About this exercise:
What follows is a listing; restate every line of it word for word.

--------

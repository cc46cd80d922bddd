#![allow(unused)]
extern crate dexray;

#[path = "../src/test/builders.rs"]
mod builders;

use criterion::{criterion_group, criterion_main, Criterion, Throughput};
use dexray::{Dispatcher, QuarantineInput, Vendor};
use std::hint::black_box;

/// Benchmark signature checks and full decoding of in-memory containers
///
/// `parse` measures the decoder alone; `dispatch` includes the misses of the decoders tried
/// before the right one and writing the payload to the scratch directory.
fn bench_containers(c: &mut Criterion) {
    let payload: Vec<u8> = (0..=255u8).cycle().take(1 << 20).collect();
    let containers = [
        (
            Vendor::AhnLab,
            builders::ahnlab_container("C:\\bench.exe", "Bench", &payload),
        ),
        (Vendor::AvastAvg, builders::avast_container(&payload)),
        (
            Vendor::McAfeeBup,
            builders::bup_container(
                "[File_0]\nOriginalName=C:\\bench.exe\n",
                &[payload.as_slice()],
            ),
        ),
        (Vendor::Defender, builders::defender_resource(&payload)),
        (
            Vendor::TrendMicro,
            builders::trendmicro_container(&[(2, b"bench.exe".to_vec())], &payload),
        ),
    ];

    let mut group = c.benchmark_group("parse");
    group.throughput(Throughput::Bytes(payload.len() as u64));
    for (vendor, container) in &containers {
        group.bench_function(vendor.tag(), |b| {
            b.iter(|| {
                let recovered = vendor.parse(black_box(container)).unwrap();
                black_box(recovered)
            });
        });
    }
    group.finish();

    let scratch = tempfile::tempdir().unwrap();
    let input = QuarantineInput::new("bench.bin", "bench", scratch.path(), "");
    let dispatcher = Dispatcher::default();

    let mut group = c.benchmark_group("dispatch");
    group.throughput(Throughput::Bytes(payload.len() as u64));
    for (vendor, container) in &containers {
        group.bench_function(vendor.tag(), |b| {
            b.iter(|| {
                let extraction = dispatcher.decode_data(&input, black_box(container)).unwrap();
                black_box(extraction)
            });
        });
    }
    group.finish();
}

/// Benchmark rejecting an input no decoder recognises
fn bench_miss(c: &mut Criterion) {
    let data = vec![0x4Du8; 1 << 20];
    let scratch = tempfile::tempdir().unwrap();
    let input = QuarantineInput::new("miss.bin", "miss", scratch.path(), "");
    let dispatcher = Dispatcher::default();

    c.bench_function("dispatch_miss", |b| {
        b.iter(|| {
            let extraction = dispatcher.decode_data(&input, black_box(&data)).unwrap();
            black_box(extraction)
        });
    });
}

criterion_group!(benches, bench_containers, bench_miss);
criterion_main!(benches);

--------

Solved problem:
repository cc46cd80d922bddd
#![allow(unused)]
extern crate dexray;

#[path = "../src/test/builders.rs"]
mod builders;

use criterion::{criterion_group, criterion_main, Criterion, Throughput};
use dexray::{Dispatcher, QuarantineInput, Vendor};
use std::hint::black_box;

/// Benchmark signature checks and full decoding of in-memory containers
///
/// `parse` measures the decoder alone; `dispatch` includes the misses of the decoders tried
/// before the right one and writing the payload to the scratch directory.
fn bench_containers(c: &mut Criterion) {
    let payload: Vec<u8> = (0..=255u8).cycle().take(1 << 20).collect();
    let containers = [
        (
            Vendor::AhnLab,
            builders::ahnlab_container("C:\\bench.exe", "Bench", &payload),
        ),
        (Vendor::AvastAvg, builders::avast_container(&payload)),
        (
            Vendor::McAfeeBup,
            builders::bup_container(
                "[File_0]\nOriginalName=C:\\bench.exe\n",
                &[payload.as_slice()],
            ),
        ),
        (Vendor::Defender, builders::defender_resource(&payload)),
        (
            Vendor::TrendMicro,
            builders::trendmicro_container(&[(2, b"bench.exe".to_vec())], &payload),
        ),
    ];

    let mut group = c.benchmark_group("parse");
    group.throughput(Throughput::Bytes(payload.len() as u64));
    for (vendor, container) in &containers {
        group.bench_function(vendor.tag(), |b| {
            b.iter(|| {
                let recovered = vendor.parse(black_box(container)).unwrap();
                black_box(recovered)
            });
        });
    }
    group.finish();

    let scratch = tempfile::tempdir().unwrap();
    let input = QuarantineInput::new("bench.bin", "bench", scratch.path(), "");
    let dispatcher = Dispatcher::default();

    let mut group = c.benchmark_group("dispatch");
    group.throughput(Throughput::Bytes(payload.len() as u64));
    for (vendor, container) in &containers {
        group.bench_function(vendor.tag(), |b| {
            b.iter(|| {
                let extraction = dispatcher.decode_data(&input, black_box(container)).unwrap();
                black_box(extraction)
            });
        });
    }
    group.finish();
}

/// Benchmark rejecting an input no decoder recognises
fn bench_miss(c: &mut Criterion) {
    let data = vec![0x4Du8; 1 << 20];
    let scratch = tempfile::tempdir().unwrap();
    let input = QuarantineInput::new("miss.bin", "miss", scratch.path(), "");
    let dispatcher = Dispatcher::default();

    c.bench_function("dispatch_miss", |b| {
        b.iter(|| {
            let extraction = dispatcher.decode_data(&input, black_box(&data)).unwrap();
            black_box(extraction)
        });
    });
}

criterion_group!(benches, bench_containers, bench_miss);
criterion_main!(benches);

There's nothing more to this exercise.